Data excerpts
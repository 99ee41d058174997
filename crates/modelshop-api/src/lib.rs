//! modelshop-api: REST API server for modelshop
//!
//! This crate provides the REST surface for browsing the catalog:
//! - Model listing with category filtering
//! - Download recording
//! - Asset URL resolution
//! - Upload draft validation

pub mod rest;

pub use rest::create_router;
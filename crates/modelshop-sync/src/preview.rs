//! Preview scene boundary
//!
//! The renderer sits outside this crate; it receives either a
//! resolved asset URL or an instruction to draw its built-in
//! placeholder scene. A renderer that fails to load the asset
//! degrades on its own side; nothing here can crash from it.

/// What the preview pane should display
#[derive(Debug, Clone, PartialEq, Eq)]
pub enum PreviewScene {
    /// Render the asset at the given URL
    Asset {
        /// Public URL of the primary asset
        url: String,
        /// Display name for the overlay
        name: String,
    },
    /// No model is selected; render the placeholder scene
    Placeholder,
}

impl PreviewScene {
    /// Whether this is the placeholder scene
    pub fn is_placeholder(&self) -> bool {
        matches!(self, PreviewScene::Placeholder)
    }
}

WHAT TO PRODUCE.
Exactly the lines from the one containing "filename crates/modelshop-api/src/lib.rs" through the end of the records above are to be printed, and no others.

WRITTEN REPLY.
filename crates/modelshop-api/src/lib.rs
//! modelshop-api: REST API server for modelshop
//!
//! This crate provides the REST surface for browsing the catalog:
//! - Model listing with category filtering
//! - Download recording
//! - Asset URL resolution
//! - Upload draft validation

pub mod rest;

pub use rest::create_router;
filename crates/modelshop-sync/src/preview.rs
//! Preview scene boundary
//!
//! The renderer sits outside this crate; it receives either a
//! resolved asset URL or an instruction to draw its built-in
//! placeholder scene. A renderer that fails to load the asset
//! degrades on its own side; nothing here can crash from it.

/// What the preview pane should display
#[derive(Debug, Clone, PartialEq, Eq)]
pub enum PreviewScene {
    /// Render the asset at the given URL
    Asset {
        /// Public URL of the primary asset
        url: String,
        /// Display name for the overlay
        name: String,
    },
    /// No model is selected; render the placeholder scene
    Placeholder,
}

impl PreviewScene {
    /// Whether this is the placeholder scene
    pub fn is_placeholder(&self) -> bool {
        matches!(self, PreviewScene::Placeholder)
    }
}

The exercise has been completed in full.